Sello de superior genialidad que obtiene - por añadidura - también aquellas cosas que no busca, esta obra refleja un desapego altruista no fingido, una cualidad literaria lograda sin buscarla, y una espontaneidad de niño que juega, en el desborde lúdico de quien, sin asustarse, se reconoce viejo y aprovecha las ventajas de serlo.
Terra Arocena nombra a Moro y a Chesterton. Son sólo dos nombres de una tradición espiritual que hunde sus raíces muy hondo en la cultura. En el fondo, muy en el fondo, Arreit se alimenta de jugos juaninos y agustinianos. Sin saltos al pasado, sin copiar modelos, reproduce los rasgos y despide el aroma de viejos arquetipos: la Jerusalén celestial y la Ciudad de Dios. Sabores de sueños de consuelo para épocas que tenían en la boca el sabor salado de las lágrimas. Las grandes utopías cristianas fueron concebidas así: del connubio entre las catástrofes históricas y la esperanza del creyente. La Jerusalén celestial del Apocalipsis le sueña un Juan prisionero en Patmos, víctima él también de la convulsión anticristiana del Imperio, desatada tras el infausto incendio de Roma. La Ciudad de Dios, la escribe el Agustín de Hipona como reacción a la irrupción y saqueo de Roma, cuando la ola de barbarie amenazaba con barrer los restos del Imperio romano y de su civilización. En aquellas angustiosas calamidades públicas, un coro de voces se alzaba para recriminar a los cristianos y hacerlos responsables de los males del Imperio. Calumniosa manía, también arquetípica, y destinada a rebrotar mil veces a lo largo de la historia. Acusación absurda y sin embargo cautivante, no desprovista de seducción hipnótica hasta para los mismos incriminados. Las utopías fueron la respuesta del pensamiento cristiano a las falaces acusaciones históricas, a la vez que consuelo y robustecimiento de los creyentes claudicantes, acobardados por la hostilidad externa y por la incertidumbre interior.

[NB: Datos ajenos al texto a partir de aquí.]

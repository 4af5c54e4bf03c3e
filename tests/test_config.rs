// tests/test_config.rs — Loading tracker configuration from disk.

use std::fs;
use std::path::PathBuf;

use approx::assert_relative_eq;

use regiontrack::camera::{read_initial_pose, CameraIntrinsics};
use regiontrack::config::TrackerConfig;
use regiontrack::object::{Model, ObjectId, TrackedObject};
use regiontrack::overlay::DEFAULT_OVERLAY_COLOR;
use regiontrack::template::{DescriptorFactory, TemplateDescriptor};
use regiontrack::TrackError;

fn write_temp(name: &str, contents: &str) -> PathBuf {
    let path = std::env::temp_dir().join(format!("regiontrack-{}-{name}", std::process::id()));
    fs::write(&path, contents).unwrap();
    path
}

#[test]
fn load_partial_file() {
    let path = write_temp("partial.yaml", "zn: 1.5\nprojDir: /srv/scenes/mug\ntemplateDistances: [350]\n");
    let cfg = TrackerConfig::from_file(&path).unwrap();
    fs::remove_file(&path).ok();

    assert_eq!(cfg.zn, 1.5);
    assert_eq!(cfg.zf, 10000.0);
    assert_eq!(cfg.overlay_color().unwrap(), DEFAULT_OVERLAY_COLOR);
    assert_eq!(cfg.project_path("pose.txt"), PathBuf::from("/srv/scenes/mug/pose.txt"));
    assert_eq!(cfg.template_distances, vec![350.0]);
}

#[test]
fn configured_distances_drive_template_generation() {
    let path = write_temp("dist.yaml", "qualityThreshold: 0.4\ntemplateDistances: [200, 600]\n");
    let cfg = TrackerConfig::from_file(&path).unwrap();
    fs::remove_file(&path).ok();

    let model = Model::from_euler(ObjectId(2), [0.0, 0.0, 500.0], [0.0, 0.0, 0.0], cfg.scale);
    let mut obj: TrackedObject<TemplateDescriptor> =
        TrackedObject::new(model, cfg.quality_threshold, cfg.template_distances.clone());
    obj.generate_templates(&mut DescriptorFactory).unwrap();

    assert_eq!(obj.quality_threshold(), 0.4);
    assert_eq!(obj.templates().unwrap().base().len(), 12 * 4 * 2);
}

// ===== Project directory =====

const CALIBRATION: &str = "%YAML:1.0
---
image_width: 752
image_height: 480
camera_matrix: !!opencv-matrix
   rows: 3
   cols: 3
   dt: d
   data: [ 458.654, 0., 367.215, 0., 457.296, 248.375, 0., 0., 1. ]
distortion_coefficients: !!opencv-matrix
   rows: 1
   cols: 5
   dt: d
   data: [ -0.2834, 0.0739, 0.0002, 0.00002, 0. ]
";

const INITIAL_POSE: &str = "%YAML:1.0
---
initial_pose: !!opencv-matrix
   rows: 4
   cols: 4
   dt: d
   data: [ 0., -1., 0., 15.,
           1., 0., 0., -5.,
           0., 0., 1., 450.,
           0., 0., 0., 1. ]
";

/// Project directory laid out the way the tracker expects.
fn make_project(name: &str) -> PathBuf {
    let dir = std::env::temp_dir().join(format!("regiontrack-{}-{name}", std::process::id()));
    fs::create_dir_all(dir.join("Resources")).unwrap();
    fs::write(dir.join("camera_calibration.yaml"), CALIBRATION).unwrap();
    fs::write(dir.join("Resources/initial_pose.yaml"), INITIAL_POSE).unwrap();
    dir
}

#[test]
fn load_calibration_and_pose_from_project() {
    let dir = make_project("project");
    let cfg = TrackerConfig::from_yaml_str(&format!("projDir: {}\nscale: 2.0\n", dir.display())).unwrap();

    let cam = CameraIntrinsics::from_file(cfg.calibration_path()).unwrap();
    let pose = read_initial_pose(cfg.initial_pose_path()).unwrap();
    fs::remove_dir_all(&dir).ok();

    assert_eq!((cam.width, cam.height), (752, 480));
    assert_relative_eq!(cam.fx(), 458.654);
    assert_relative_eq!(cam.cy(), 248.375);
    assert_relative_eq!(cam.dist[0], -0.2834);

    let model = Model::new(ObjectId(1), pose, cfg.scale);
    assert_eq!(model.pose(), &pose);
    assert_eq!(model.initial_pose()[(0, 1)], -1.0);
    assert_eq!(model.initial_pose()[(1, 0)], 1.0);
    assert_eq!(model.initial_pose()[(2, 3)], 450.0);
    assert_eq!(model.scale(), 2.0);
}

#[test]
fn missing_calibration_file_is_io_error() {
    let cfg = TrackerConfig::from_yaml_str("projDir: /nonexistent/regiontrack-project\n").unwrap();
    assert!(matches!(
        CameraIntrinsics::from_file(cfg.calibration_path()),
        Err(TrackError::ConfigIo { .. })
    ));
    assert!(matches!(
        read_initial_pose(cfg.initial_pose_path()),
        Err(TrackError::ConfigIo { .. })
    ));
}

#[test]
fn truncated_pose_is_parse_error() {
    let path = write_temp("short_pose.yaml", "initial_pose:\n  rows: 4\n  cols: 4\n  data: [1, 0, 0, 0]\n");
    let err = read_initial_pose(&path).unwrap_err();
    fs::remove_file(&path).ok();
    assert!(matches!(err, TrackError::ConfigParse(_)));
}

Calamidad histórica y esperanza cristiana; emplazamiento y autodefensa; he ahí el marco en que el género de la utopía, como subgénero de la apocalíptica, encuentra medio propicio para germinar y florecer. Ese género desdramatizador de catástrofes, que mantiene la fe en un futuro entre gentes que sólo ven llegar el fin, nos disuade de ritualizar el exorcismo de los males matando chivos emisarios, sino abriendo los ojos para entrever el remedio. Con ese género está emparentado - nos parece - este libro "didáctico" del sabio compatriota.
La serenidad tiene futuro
Hay obras que se popularizan por la exasperación de un rasgo, por algún nuevo grito, más raro o más estridente, por la caricatura o la sobreacentuación de situaciones. La fabricación de los best-seller sabe bien qué dosificación de ingredientes: dinero, sexo, violencia, éxito fácil, etc. se necesita para lograr una obra "salidora". La política comercial de las editoriales se beneficia con el éxito de fuego de artificio, rápido y deslumbrante, aún a costa de la fugacidad.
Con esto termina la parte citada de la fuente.